Nox2 signaling and muscle fiber remodeling are attenuated by losartan administration during skeletal muscle unloading.

Reduced mechanical loading results in atrophy of skeletal muscle fibers. Increased reactive oxygen species (ROS) are causal in sarcolemmal dislocation of nNOS and FoxO3a activation. The Nox2 isoform of NADPH oxidase and mitochondria release ROS during disuse in skeletal muscle. Activation of the angiotensin II type 1 receptor (AT1R) can elicit Nox2 complex formation. The AT1R blocker losartan was used to test the hypothesis that AT1R activation drives Nox2 assembly, nNOS dislocation, FoxO3a activation, and thus alterations in morphology in the unloaded rat soleus. Male Fischer 344 rats were divided into four groups: ambulatory control (CON), ambulatory + losartan (40 mg kg  day ) (CONL), 7 days of tail-traction hindlimb unloading (HU), and HU + losartan (HUL).
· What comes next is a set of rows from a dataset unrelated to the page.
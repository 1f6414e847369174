//! Accessor interface for the smart-home platform.
//!
//! The platform asks for characteristic values synchronously, passing a
//! completion callback. Every getter here is a pure cache lookup; there is no
//! network I/O on the read path, so answers are immediate whatever the state
//! of the upstream API.

use std::sync::Arc;

use serde::Serialize;

use canary_types::SensorKind;

use crate::air_quality::AirQuality;
use crate::cache::SensorCache;
use crate::error::Result;

pub const MANUFACTURER: &str = "Canary";
pub const MODEL: &str = "Homebridge";

/// Characteristics the accessory can answer.
#[derive(Debug, Clone, Copy, PartialEq, Eq, Hash, Serialize)]
pub enum Characteristic {
    CurrentTemperature,
    CurrentRelativeHumidity,
    AirQuality,
}

impl Characteristic {
    /// The sensor whose cached value backs this characteristic.
    pub fn sensor(&self) -> SensorKind {
        match self {
            Characteristic::CurrentTemperature => SensorKind::Temperature,
            Characteristic::CurrentRelativeHumidity => SensorKind::Humidity,
            Characteristic::AirQuality => SensorKind::AirQuality,
        }
    }
}

/// Kinds of services exposed to the platform.
#[derive(Debug, Clone, Copy, PartialEq, Eq, Serialize)]
pub enum ServiceKind {
    AccessoryInformation,
    TemperatureSensor,
    HumiditySensor,
    AirQualitySensor,
}

/// One service in the services descriptor.
#[derive(Debug, Clone, PartialEq, Serialize)]
pub struct ServiceDescriptor {
    pub kind: ServiceKind,
    pub name: String,
    /// Static information fields (manufacturer, model, serial).
    #[serde(skip_serializing_if = "Vec::is_empty")]
    pub info: Vec<(String, String)>,
    /// Characteristics answered through [`CanaryAccessory::handle_get`].
    #[serde(skip_serializing_if = "Vec::is_empty")]
    pub characteristics: Vec<Characteristic>,
}

/// A Canary device as seen by the smart-home platform.
#[derive(Debug, Clone)]
pub struct CanaryAccessory {
    name: String,
    serial: String,
    cache: Arc<SensorCache>,
}

impl CanaryAccessory {
    pub fn new(name: impl Into<String>, serial: impl Into<String>, cache: Arc<SensorCache>) -> Self {
        Self {
            name: name.into(),
            serial: serial.into(),
            cache,
        }
    }

    pub fn name(&self) -> &str {
        &self.name
    }

    pub fn serial(&self) -> &str {
        &self.serial
    }

    pub fn cache(&self) -> &Arc<SensorCache> {
        &self.cache
    }

    /// Current temperature in degrees Celsius.
    pub fn temperature(&self) -> Result<f64> {
        self.cache.get_kind(SensorKind::Temperature)
    }

    /// Current relative humidity in percent.
    pub fn humidity(&self) -> Result<f64> {
        self.cache.get_kind(SensorKind::Humidity)
    }

    /// Current air-quality category, bucketed from the cached raw score.
    pub fn air_quality(&self) -> Result<AirQuality> {
        self.cache
            .get_kind(SensorKind::AirQuality)
            .map(AirQuality::from_score)
    }

    /// The value reported for a characteristic.
    ///
    /// Air quality is reported as its 1-5 category.
    pub fn value(&self, characteristic: Characteristic) -> Result<f64> {
        match characteristic {
            Characteristic::CurrentTemperature => self.temperature(),
            Characteristic::CurrentRelativeHumidity => self.humidity(),
            Characteristic::AirQuality => self.air_quality().map(|q| f64::from(q.as_u8())),
        }
    }

    /// Answer a get request through a completion callback.
    pub fn handle_get<F>(&self, characteristic: Characteristic, callback: F)
    where
        F: FnOnce(Result<f64>),
    {
        callback(self.value(characteristic));
    }

    pub fn get_temperature<F: FnOnce(Result<f64>)>(&self, callback: F) {
        self.handle_get(Characteristic::CurrentTemperature, callback);
    }

    pub fn get_humidity<F: FnOnce(Result<f64>)>(&self, callback: F) {
        self.handle_get(Characteristic::CurrentRelativeHumidity, callback);
    }

    pub fn get_air_quality<F: FnOnce(Result<f64>)>(&self, callback: F) {
        self.handle_get(Characteristic::AirQuality, callback);
    }

    /// The services this accessory declares to the platform.
    pub fn services(&self) -> Vec<ServiceDescriptor> {
        vec![
            ServiceDescriptor {
                kind: ServiceKind::AccessoryInformation,
                name: self.name.clone(),
                info: vec![
                    ("Manufacturer".to_string(), MANUFACTURER.to_string()),
                    ("Model".to_string(), MODEL.to_string()),
                    ("SerialNumber".to_string(), self.serial.clone()),
                ],
                characteristics: Vec::new(),
            },
            self.sensor_service(
                ServiceKind::TemperatureSensor,
                "Temperature",
                Characteristic::CurrentTemperature,
            ),
            self.sensor_service(
                ServiceKind::HumiditySensor,
                "Humidity",
                Characteristic::CurrentRelativeHumidity,
            ),
            self.sensor_service(
                ServiceKind::AirQualitySensor,
                "Air Quality",
                Characteristic::AirQuality,
            ),
        ]
    }

    fn sensor_service(
        &self,
        kind: ServiceKind,
        suffix: &str,
        characteristic: Characteristic,
    ) -> ServiceDescriptor {
        ServiceDescriptor {
            kind,
            name: format!("{} {}", self.name, suffix),
            info: Vec::new(),
            characteristics: vec![characteristic],
        }
    }
}
//! Core types for Canary API data.

use core::fmt;
use core::str::FromStr;

#[cfg(feature = "serde")]
use serde::{Deserialize, Serialize};

use crate::error::ParseError;

/// Physical quantity a reading represents.
///
/// The Canary API identifies readings by a free-form `sensor_type` string;
/// these are the kinds the bridge exposes as accessory characteristics.
#[derive(Debug, Clone, Copy, PartialEq, Eq, Hash)]
#[cfg_attr(feature = "serde", derive(Serialize, Deserialize))]
#[cfg_attr(feature = "serde", serde(rename_all = "snake_case"))]
pub enum SensorKind {
    /// Temperature in degrees Celsius.
    Temperature,
    /// Relative humidity in percent.
    Humidity,
    /// Raw air-quality score (continuous, higher is worse).
    AirQuality,
}

impl SensorKind {
    /// All kinds exposed by the bridge.
    pub const ALL: [SensorKind; 3] = [
        SensorKind::Temperature,
        SensorKind::Humidity,
        SensorKind::AirQuality,
    ];

    /// The `sensor_type` name used on the wire.
    #[must_use]
    pub fn as_str(&self) -> &'static str {
        match self {
            SensorKind::Temperature => "temperature",
            SensorKind::Humidity => "humidity",
            SensorKind::AirQuality => "air_quality",
        }
    }
}

impl fmt::Display for SensorKind {
    fn fmt(&self, f: &mut fmt::Formatter<'_>) -> fmt::Result {
        f.write_str(self.as_str())
    }
}

impl FromStr for SensorKind {
    type Err = ParseError;

    fn from_str(s: &str) -> Result<Self, Self::Err> {
        match s {
            "temperature" => Ok(SensorKind::Temperature),
            "humidity" => Ok(SensorKind::Humidity),
            "air_quality" => Ok(SensorKind::AirQuality),
            other => Err(ParseError::UnknownSensorType(other.to_string())),
        }
    }
}

/// A single reading as returned by `/api/readings`.
#[derive(Debug, Clone, PartialEq)]
#[cfg_attr(feature = "serde", derive(Serialize, Deserialize))]
pub struct SensorReading {
    /// Sensor type name (e.g. `temperature`).
    pub sensor_type: String,
    /// Observed value.
    pub value: f64,
}

impl SensorReading {
    /// Create a reading for the given sensor type name.
    pub fn new(sensor_type: impl Into<String>, value: f64) -> Self {
        Self {
            sensor_type: sensor_type.into(),
            value,
        }
    }

    /// The known kind of this reading, if any.
    pub fn kind(&self) -> Option<SensorKind> {
        self.sensor_type.parse().ok()
    }
}

/// Remote device identifier.
///
/// The API has been observed to return both numeric and string ids, so both
/// are accepted and rendered verbatim in query strings.
#[derive(Debug, Clone, PartialEq, Eq, Hash)]
#[cfg_attr(feature = "serde", derive(Serialize, Deserialize))]
#[cfg_attr(feature = "serde", serde(untagged))]
pub enum DeviceId {
    Number(u64),
    Text(String),
}

impl fmt::Display for DeviceId {
    fn fmt(&self, f: &mut fmt::Formatter<'_>) -> fmt::Result {
        match self {
            DeviceId::Number(n) => write!(f, "{n}"),
            DeviceId::Text(s) => f.write_str(s),
        }
    }
}

impl From<u64> for DeviceId {
    fn from(id: u64) -> Self {
        DeviceId::Number(id)
    }
}

impl From<&str> for DeviceId {
    fn from(id: &str) -> Self {
        DeviceId::Text(id.to_string())
    }
}

/// A device entry inside a location.
#[derive(Debug, Clone, PartialEq)]
#[cfg_attr(feature = "serde", derive(Serialize, Deserialize))]
pub struct Device {
    /// Remote id used by `/api/readings`.
    pub id: DeviceId,
    /// Hardware serial number, matched against configuration.
    pub serial_number: String,
    /// Display name, if the API provides one.
    #[cfg_attr(feature = "serde", serde(default))]
    pub name: Option<String>,
}

/// A location as returned by `/api/locations`.
#[derive(Debug, Clone, Default, PartialEq)]
#[cfg_attr(feature = "serde", derive(Serialize, Deserialize))]
pub struct Location {
    #[cfg_attr(feature = "serde", serde(default))]
    pub id: Option<DeviceId>,
    #[cfg_attr(feature = "serde", serde(default))]
    pub name: Option<String>,
    /// Devices installed at this location. Missing in the payload means none.
    #[cfg_attr(feature = "serde", serde(default))]
    pub devices: Vec<Device>,
}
Losartan attenuated unloading-induced loss of muscle fiber cross-sectional area (CSA) and fiber-type shift. Losartan mitigated unloading-induced elevation of ROS levels and upregulation of Nox2. Furthermore, AT1R blockade abrogated nNOS dislocation away from the sarcolemma and elevation of nuclear FoxO3a. We conclude that AT1R blockade attenuates disuse remodeling by inhibiting Nox2, thereby lessening nNOS dislocation and activation of FoxO3a.